=== Problem requirements ===
Locate every line in the records below that holds the word "curve" and return each one.

Stored items:
================

//! In-memory metadata sub-task
//!
//! Every read of more than one lifecycle field and every transition goes
//! through the same per-unit lock, so a reader never sees a half-applied
//! transition.

use crate::transformation::DeletionFlag;
use chrono::{DateTime, TimeDelta, Utc};
use parking_lot::Mutex;
use std::hash::{Hash, Hasher};
use std::sync::Arc;
use xform_core::{
    drain, ContentStream, DecodedMetadata, EntityId, MetadataCore, MetadataTransformation,
    Persistable, Progress, RequestInfo, StateViolation, TransformationError, TransformationStatus,
    ValidationError,
};
use xform_record::{MetadataBody, MetadataRecord};
use xform_status::{elapsed, Clock, ErrorCode, State};

#[derive(Debug, Default)]
struct Slot {
    progress: Progress,
    content: Option<Arc<[u8]>>,
}

/// Sub-task owned by an [`InMemoryTransformation`](crate::InMemoryTransformation)
#[derive(Debug)]
pub struct InMemoryMetadata {
    core: MetadataCore,
    clock: Arc<dyn Clock>,
    deleted: DeletionFlag,
    slot: Mutex<Slot>,
}

impl InMemoryMetadata {
    pub(crate) fn new(core: MetadataCore, clock: Arc<dyn Clock>, deleted: DeletionFlag) -> Self {
        Self {
            core,
            clock,
            deleted,
            slot: Mutex::new(Slot::default()),
        }
    }

    pub(crate) fn restore(
        decoded: DecodedMetadata,
        clock: Arc<dyn Clock>,
        deleted: DeletionFlag,
    ) -> Self {
        Self {
            core: decoded.core,
            clock,
            deleted,
            slot: Mutex::new(Slot {
                progress: decoded.progress,
                content: None,
            }),
        }
    }

    /// Immutable identity
    #[inline]
    #[must_use]
    pub fn core(&self) -> &MetadataCore {
        &self.core
    }

    /// Consistent copy of every lifecycle field
    #[must_use]
    pub fn progress(&self) -> Progress {
        self.slot.lock().progress.clone()
    }

    fn violation(&self, deleted: bool) -> TransformationError {
        let kind = MetadataCore::PERSISTABLE_TYPE;
        let id = self.core.id().to_string();
        if deleted {
            StateViolation::Deleted { kind, id }.fault()
        } else {
            StateViolation::AlreadyCompleted { kind, id }.fault()
        }
    }

    fn check_not_deleted(&self) -> Result<(), TransformationError> {
        if self.deleted.is_set() {
            return Err(self.violation(true));
        }
        Ok(())
    }

    fn check_not_completed(&self, progress: &Progress) -> Result<(), TransformationError> {
        if progress.state.is_completed() {
            return Err(self.violation(false));
        }
        Ok(())
    }
}

impl TransformationStatus for InMemoryMetadata {
    fn transform_id(&self) -> &EntityId {
        self.core.transform_id()
    }

    fn request_info(&self) -> &RequestInfo {
        self.core.request_info()
    }

    fn start_time(&self) -> DateTime<Utc> {
        self.core.start_time()
    }

    fn completion_time(&self) -> Option<DateTime<Utc>> {
        self.slot.lock().progress.completion_time
    }

    fn state(&self) -> State {
        self.slot.lock().progress.state
    }

    fn duration(&self) -> TimeDelta {
        let slot = self.slot.lock();
        let completion = slot
            .progress
            .completion_time
            .filter(|_| slot.progress.state.is_completed());
        elapsed(self.core.start_time(), completion, self.clock.as_ref())
    }

    fn is_deleted(&self) -> bool {
        self.deleted.is_set()
    }
}

impl MetadataTransformation for InMemoryMetadata {
    fn metadata_id(&self) -> &EntityId {
        self.core.id()
    }

    fn metadata_type(&self) -> &str {
        self.core.metadata_type()
    }

    fn content_type(&self) -> Option<String> {
        self.slot.lock().progress.content_type.clone()
    }

    fn content_length(&self) -> Option<u64> {
        self.slot.lock().progress.content_length
    }

    fn content(&self) -> Result<Option<Arc<[u8]>>, TransformationError> {
        self.check_not_deleted()?;
        Ok(self.slot.lock().content.clone())
    }

    fn failure_reason(&self) -> Option<ErrorCode> {
        self.slot.lock().progress.failure_reason
    }

    fn failure_message(&self) -> Option<String> {
        self.slot.lock().progress.failure_message.clone()
    }

    fn succeed<S: ContentStream>(
        &self,
        content_type: &str,
        content: S,
    ) -> Result<(), TransformationError> {
        self.check_not_deleted()?;

        let mut slot = self.slot.lock();
        self.check_not_completed(&slot.progress)?;

        let bytes: Arc<[u8]> = drain(content, self.core.id().as_str())?.into();
        let length = u64::try_from(bytes.len()).unwrap_or(u64::MAX);

        let progress = &mut slot.progress;
        progress.content_type = Some(content_type.to_owned());
        progress.content_length = Some(length);
        progress.completion_time = Some(self.clock.now());
        progress.state = State::Successful;
        slot.content = Some(bytes);

        tracing::debug!(
            "metadata {} ({}) succeeded with {} bytes",
            self.core.id(),
            self.core.metadata_type(),
            length
        );
        Ok(())
    }

    fn fail(&self, reason: ErrorCode, message: &str) -> Result<(), TransformationError> {
        self.check_not_deleted()?;

        let mut slot = self.slot.lock();
        self.check_not_completed(&slot.progress)?;

        let progress = &mut slot.progress;
        progress.failure_reason = Some(reason);
        progress.failure_message = Some(message.to_owned());
        progress.completion_time = Some(self.clock.now());
        progress.state = State::Failed;

        tracing::debug!(
            "metadata {} ({}) failed: {} {}",
            self.core.id(),
            self.core.metadata_type(),
            reason,
            message
        );
        Ok(())
    }
}

impl Persistable for InMemoryMetadata {
    type Body = MetadataBody;

    const PERSISTABLE_TYPE: &'static str = MetadataCore::PERSISTABLE_TYPE;

    fn id(&self) -> &EntityId {
        self.core.id()
    }

    fn has_unknowns(&self) -> bool {
        self.core.has_unknowns(&self.slot.lock().progress)
    }

    fn to_record(&self) -> Result<MetadataRecord, ValidationError> {
        self.core.to_record(&self.slot.lock().progress)
    }
}

impl PartialEq for InMemoryMetadata {
    fn eq(&self, other: &Self) -> bool {
        self.core.id() == other.core.id()
    }
}

impl Eq for InMemoryMetadata {}

impl Hash for InMemoryMetadata {
    fn hash<H: Hasher>(&self, state: &mut H) {
        self.core.id().hash(state);
    }
}
//! Content streams handed to a sub-task on success

use std::fs::File;
use std::io::{self, BufReader, Cursor, Read};

/// Readable content with an explicit close step
///
/// `close` runs after the stream has been drained. Its failure is reported
/// but never undoes a completed transition.
pub trait ContentStream: Read {
    /// Release the underlying resource
    ///
    /// # Errors
    /// Whatever the resource reports on release
    fn close(&mut self) -> io::Result<()> {
        Ok(())
    }
}

impl ContentStream for &[u8] {}

impl<T: AsRef<[u8]>> ContentStream for Cursor<T> {}

impl ContentStream for File {}

impl<R: Read> ContentStream for BufReader<R> {}

impl<S: ContentStream + ?Sized> ContentStream for Box<S> {
    fn close(&mut self) -> io::Result<()> {
        (**self).close()
    }
}

impl<S: ContentStream + ?Sized> ContentStream for &mut S {
    fn close(&mut self) -> io::Result<()> {
        (**self).close()
    }
}

/// Read everything, then attempt to close
///
/// A read failure propagates; a close failure is logged and ignored.
///
/// # Errors
/// The first read error
pub fn drain<S: ContentStream>(mut content: S, owner: &str) -> io::Result<Vec<u8>> {
    let mut bytes = Vec::new();
    let read = content.read_to_end(&mut bytes);

    if let Err(err) = content.close() {
        tracing::debug!("failed to close content stream for {}: {}", owner, err);
    }

    read.map(|_| bytes)
}
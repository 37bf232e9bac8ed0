/// Decoded audio held as one sample vector per channel.
///
/// Extractors only ever borrow this; it is replaced wholesale when a new
/// file is loaded.
#[derive(Clone, Debug)]
pub struct AudioSignal {
    channels: Vec<Vec<f32>>,
    sample_rate: f64,
}

impl AudioSignal {
    /// Builds a signal from planar channel data.
    ///
    /// Channels longer than the shortest one are truncated so every channel
    /// has the same sample count.
    pub fn new(mut channels: Vec<Vec<f32>>, sample_rate: f64) -> Self {
        let len = channels.iter().map(Vec::len).min().unwrap_or(0);
        for ch in &mut channels {
            ch.truncate(len);
        }
        Self {
            channels,
            sample_rate,
        }
    }

    pub fn mono(samples: Vec<f32>, sample_rate: f64) -> Self {
        Self::new(vec![samples], sample_rate)
    }

    pub fn stereo(left: Vec<f32>, right: Vec<f32>, sample_rate: f64) -> Self {
        Self::new(vec![left, right], sample_rate)
    }

    /// Splits interleaved frames (`L R L R ...`) into planar channels.
    pub fn from_interleaved(samples: &[f32], num_channels: usize, sample_rate: f64) -> Self {
        let num_channels = num_channels.max(1);
        let frames = samples.len() / num_channels;
        let mut channels = vec![Vec::with_capacity(frames); num_channels];
        for frame in samples.chunks_exact(num_channels) {
            for (ch, &s) in channels.iter_mut().zip(frame) {
                ch.push(s);
            }
        }
        Self::new(channels, sample_rate)
    }

    pub fn sample_rate(&self) -> f64 {
        self.sample_rate
    }

    pub fn num_channels(&self) -> usize {
        self.channels.len()
    }

    pub fn num_samples(&self) -> usize {
        self.channels.first().map_or(0, Vec::len)
    }

    pub fn is_empty(&self) -> bool {
        self.num_samples() == 0
    }

    pub fn duration(&self) -> f64 {
        if self.sample_rate > 0.0 {
            self.num_samples() as f64 / self.sample_rate
        } else {
            0.0
        }
    }

    /// Samples of one channel; out-of-range indices give an empty slice.
    pub fn channel(&self, index: usize) -> &[f32] {
        self.channels.get(index).map(Vec::as_slice).unwrap_or_default()
    }

    /// Clamps a requested channel into the valid range.
    pub fn clamp_channel(&self, channel: usize) -> usize {
        channel.min(self.num_channels().saturating_sub(1))
    }
}
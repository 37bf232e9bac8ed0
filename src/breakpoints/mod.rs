pub mod io;
pub mod store;

pub use store::BreakpointStore;

/// One `(time, value)` sample of a feature curve.
#[derive(Clone, Copy, Debug, PartialEq)]
pub struct Breakpoint {
    /// Seconds from the start of the signal, never negative.
    pub time: f64,
    pub value: f64,
}

impl Breakpoint {
    pub fn new(time: f64, value: f64) -> Self {
        Self { time, value }
    }
}

/// A time-ordered feature curve.
///
/// Every mutating method leaves the points sorted ascending by time, and
/// times are clamped to zero on the way in.
#[derive(Clone, Debug, Default, PartialEq)]
pub struct BreakpointSeries {
    points: Vec<Breakpoint>,
}

impl BreakpointSeries {
    pub fn new() -> Self {
        Self::default()
    }

    /// Builds a series from arbitrary points, sorting them.
    pub fn from_points(points: Vec<Breakpoint>) -> Self {
        let mut series = Self { points };
        for p in &mut series.points {
            p.time = p.time.max(0.0);
        }
        series.sort();
        series
    }

    /// Appends a point the caller already knows is in order.
    ///
    /// Used by extractors, whose frame timestamps are monotonic.
    pub(crate) fn push_ordered(&mut self, time: f64, value: f64) {
        debug_assert!(self.points.last().map_or(true, |p| p.time <= time));
        self.points.push(Breakpoint::new(time, value));
    }

    pub fn add(&mut self, time: f64, value: f64) {
        self.points.push(Breakpoint::new(time.max(0.0), value));
        self.sort();
    }

    /// Replaces the point at `index`. Returns `false` when out of bounds.
    pub fn update(&mut self, index: usize, time: f64, value: f64) -> bool {
        match self.points.get_mut(index) {
            Some(p) => {
                *p = Breakpoint::new(time.max(0.0), value);
                self.sort();
                true
            }
            None => false,
        }
    }

    pub fn remove(&mut self, index: usize) -> Option<Breakpoint> {
        (index < self.points.len()).then(|| self.points.remove(index))
    }

    pub fn replace(&mut self, points: Vec<Breakpoint>) {
        *self = Self::from_points(points);
    }

    pub fn points(&self) -> &[Breakpoint] {
        &self.points
    }

    pub fn len(&self) -> usize {
        self.points.len()
    }

    pub fn is_empty(&self) -> bool {
        self.points.is_empty()
    }

    pub fn iter(&self) -> impl Iterator<Item = &Breakpoint> {
        self.points.iter()
    }

    pub fn values(&self) -> impl Iterator<Item = f64> + '_ {
        self.points.iter().map(|p| p.value)
    }

    pub fn max_value(&self) -> Option<f64> {
        self.values().reduce(f64::max)
    }

    pub(crate) fn values_mut(&mut self) -> impl Iterator<Item = &mut f64> {
        self.points.iter_mut().map(|p| &mut p.value)
    }

    /// Divides every value by the series maximum; a zero maximum is left alone.
    pub fn normalize_to_peak(&mut self) {
        if let Some(max) = self.max_value() {
            if max > 0.0 {
                for v in self.values_mut() {
                    *v /= max;
                }
            }
        }
    }

    fn sort(&mut self) {
        // Stable, so points sharing a timestamp keep their insertion order.
        self.points.sort_by(|a, b| a.time.total_cmp(&b.time));
    }
}

impl<'a> IntoIterator for &'a BreakpointSeries {
    type Item = &'a Breakpoint;
    type IntoIter = std::slice::Iter<'a, Breakpoint>;

    fn into_iter(self) -> Self::IntoIter {
        self.points.iter()
    }
}

/// Everything one extraction pass produced: one series per declared output.
#[derive(Clone, Debug, Default, PartialEq)]
pub struct FeatureResult {
    outputs: Vec<BreakpointSeries>,
}

impl FeatureResult {
    /// A result with `count` empty outputs.
    pub fn empty(count: usize) -> Self {
        Self {
            outputs: vec![BreakpointSeries::new(); count],
        }
    }

    pub fn from_outputs(outputs: Vec<BreakpointSeries>) -> Self {
        Self { outputs }
    }

    pub fn num_outputs(&self) -> usize {
        self.outputs.len()
    }

    pub fn output(&self, index: usize) -> Option<&BreakpointSeries> {
        self.outputs.get(index)
    }

    pub fn output_mut(&mut self, index: usize) -> Option<&mut BreakpointSeries> {
        self.outputs.get_mut(index)
    }

    pub fn outputs(&self) -> &[BreakpointSeries] {
        &self.outputs
    }

    pub(crate) fn outputs_mut(&mut self) -> &mut [BreakpointSeries] {
        &mut self.outputs
    }

    /// Total number of points across all outputs.
    pub fn total_points(&self) -> usize {
        self.outputs.iter().map(BreakpointSeries::len).sum()
    }
}

#[cfg(test)]
mod tests {
    use super::*;

    fn is_sorted(series: &BreakpointSeries) -> bool {
        series.points().windows(2).all(|w| w[0].time <= w[1].time)
    }

    #[test]
    fn add_keeps_order() {
        let mut s = BreakpointSeries::new();
        s.add(2.0, 0.2);
        s.add(0.5, 0.05);
        s.add(1.0, 0.1);
        assert!(is_sorted(&s));
        assert_eq!(s.points()[0], Breakpoint::new(0.5, 0.05));
    }

    #[test]
    fn update_clamps_negative_time_and_resorts() {
        let mut s = BreakpointSeries::from_points(vec![
            Breakpoint::new(0.0, 1.0),
            Breakpoint::new(1.0, 2.0),
            Breakpoint::new(2.0, 3.0),
        ]);
        assert!(s.update(2, -4.0, 9.0));
        assert!(is_sorted(&s));
        assert_eq!(s.points()[0].time, 0.0);
        assert!(s.points().iter().any(|p| p.value == 9.0));
        assert!(!s.update(3, 1.0, 1.0));
    }

    #[test]
    fn update_moving_point_past_neighbours() {
        let mut s = BreakpointSeries::from_points(vec![
            Breakpoint::new(0.0, 0.0),
            Breakpoint::new(1.0, 1.0),
            Breakpoint::new(2.0, 2.0),
        ]);
        s.update(0, 5.0, 0.0);
        assert!(is_sorted(&s));
        assert_eq!(s.points()[2], Breakpoint::new(5.0, 0.0));
    }

    #[test]
    fn remove_out_of_range_is_none() {
        let mut s = BreakpointSeries::from_points(vec![Breakpoint::new(0.0, 1.0)]);
        assert!(s.remove(1).is_none());
        assert_eq!(s.remove(0), Some(Breakpoint::new(0.0, 1.0)));
        assert!(s.is_empty());
    }

    #[test]
    fn normalize_skips_all_zero_series() {
        let mut s = BreakpointSeries::from_points(vec![
            Breakpoint::new(0.0, 0.0),
            Breakpoint::new(1.0, 0.0),
        ]);
        s.normalize_to_peak();
        assert!(s.values().all(|v| v == 0.0));

        let mut s = BreakpointSeries::from_points(vec![
            Breakpoint::new(0.0, 0.5),
            Breakpoint::new(1.0, 2.0),
        ]);
        s.normalize_to_peak();
        assert_eq!(s.max_value(), Some(1.0));
        assert_eq!(s.points()[0].value, 0.25);
    }
}
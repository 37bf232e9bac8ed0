use std::ops::Range;

use super::settings::AnalysisSettings;

/// Window and hop lengths in samples.
#[derive(Clone, Copy, Debug, PartialEq, Eq)]
pub struct FrameStepper {
    window: usize,
    hop: usize,
}

impl FrameStepper {
    /// Derives window/hop from the settings, truncating to whole samples.
    pub fn from_settings(settings: &AnalysisSettings, sample_rate: f64) -> Self {
        let window = to_samples(settings.window_size_ms as f64 * sample_rate / 1000.0).max(1);
        let hop = to_samples(window as f64 * settings.hop_size_pct as f64 / 100.0).max(1);
        Self { window, hop }
    }

    pub fn fixed(window: usize, hop: usize) -> Self {
        Self {
            window: window.max(1),
            hop: hop.max(1),
        }
    }

    pub fn window(&self) -> usize {
        self.window
    }

    pub fn hop(&self) -> usize {
        self.hop
    }

    /// Every frame start in `[0, num_samples)`, the last frame possibly short.
    pub fn frames(&self, num_samples: usize) -> impl Iterator<Item = Range<usize>> {
        let window = self.window;
        (0..num_samples)
            .step_by(self.hop)
            .map(move |start| start..(start + window).min(num_samples))
            .filter(|r| !r.is_empty())
    }

    /// Only frames where the whole window fits.
    pub fn full_frames(&self, num_samples: usize) -> impl Iterator<Item = Range<usize>> {
        let window = self.window;
        let last_start = num_samples.checked_sub(window);
        (0..=last_start.unwrap_or(0))
            .step_by(self.hop)
            .take_while(move |_| last_start.is_some())
            .map(move |start| start..start + window)
    }

    pub fn frame_count(&self, num_samples: usize) -> usize {
        num_samples.div_ceil(self.hop)
    }

    pub fn full_frame_count(&self, num_samples: usize) -> usize {
        match num_samples.checked_sub(self.window) {
            Some(span) => span / self.hop + 1,
            None => 0,
        }
    }
}

/// Timestamp of a frame, in seconds.
pub fn frame_time(start: usize, sample_rate: f64) -> f64 {
    if sample_rate > 0.0 {
        start as f64 / sample_rate
    } else {
        0.0
    }
}

fn to_samples(x: f64) -> usize {
    if x.is_finite() && x > 0.0 {
        x as usize
    } else {
        0
    }
}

================

=== Your response ===
/// One `(time, value)` sample of a feature curve.
/// A time-ordered feature curve.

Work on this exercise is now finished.